Pooling method based on bilinear pyramid and spatial pyramid

Technical Field

The invention relates to the field of image processing and computer vision, in particular to a pooling method based on bilinear and spatial pyramids.

Background

In the era of rapid development of intelligent science and technology, functions of behavior recognition, target detection and the like of intelligent monitoring are gradually perfected and popularized, and pooling operation is often used in a convolutional neural network to reduce the dimension of a feature vector output by a convolutional layer and improve a result under the condition of minimum influence on the expression of original image semantics. The image has the characteristic of 'statics', useful features can be shared and applied in different image areas, the human visual system is simulated, and the pooling operation can be used for carrying out aggregation statistics on the features at different positions.

The traditional pooling mode generally comprises average pooling, maximum pooling, random pooling and the like, namely, one of the average value and the maximum value of the corresponding image area is taken, the elements are randomly selected according to the probability, and the probability that the element value is selected according to the random selection is also successively increased based on the large value of the element in the random selection, so that the value range of the maximum value is ensured, the existence sense of other elements is kept, and excessive distortion is prevented.

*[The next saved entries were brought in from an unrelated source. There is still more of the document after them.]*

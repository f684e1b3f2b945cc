use sqlx::PgPool;

use crate::config::Config;

/// Shared application state injected into all route handlers via Axum extractors.
#[derive(Clone)]
pub struct AppState {
    pub db: PgPool,
    pub config: Config,
}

And finally, considering the corresponding advantages and disadvantages of different pooling methods, the invention aims to adopt bilinear pooling to fuse two features and then obtains a corresponding feature map by means of pyramid pooling dimension reduction and fixed output dimension, thereby being better helpful for the accuracy of behavior recognition target detection.

Disclosure of Invention

In order to overcome the defects of the conventional image pooling method aiming at behavior recognition, target detection and the like, the method combines bilinear pooling and pyramid pooling, firstly performs multi-feature extraction on an object in a target image, performs bilinear fusion on a feature group to obtain a fused global feature map, and then performs pyramid pooling on the corresponding position of the global feature map. The pooling method disclosed by the invention integrates more image characteristics, reduces data loss, lays a foundation for improving the subsequent classification accuracy, generates output with a fixed size aiming at image input with any size, can be suitable for various classifiers, and is wide in application. The technical scheme adopted by the invention for solving the technical problems is as follows:

a bilinear and spatial pyramid-based pooling method comprises the following steps:

s1: acquiring a video stream according to a time sequence recorded by a monitoring system, wherein the video stream comprises an object to be detected;

s2: preprocessing the intercepted video stream, wherein the preprocessing comprises video shot segmentation and key frame extraction, and the extracted key frame image is used as a target image;

s3: identifying an object in a target image, labeling a candidate frame, and performing multi-feature extraction on the object in the candidate frame to obtain multi-feature data;

s4: multiplying multiple features corresponding to the same position of a target image by a bilinear method to obtain a local feature map, and summing and pooling the local feature maps corresponding to all target positions in the image to obtain a fused global feature map;

s5: pyramid pooling is carried out on the fused global feature map, and the dimensionality of the feature map is reduced; and normalizing the feature map subjected to dimension reduction to be used as the final feature of the target image, finishing pooling operation, and using the obtained final feature for subsequent classification to realize identification of the object to be detected.

Compared with the prior art, the invention has the advantages that:

(1) the invention can realize the fusion of feature groups of different levels and various categories by utilizing a bilinear method, and the feature groups can be related feature groups of different levels and different frequencies; or similar feature groups extracted in different extraction modes, wherein the individual features have the original dimensionality. Because the fused feature map contains features of different levels and different types, the obtained feature information is more comprehensive, and a foundation is laid for improving the subsequent classification accuracy.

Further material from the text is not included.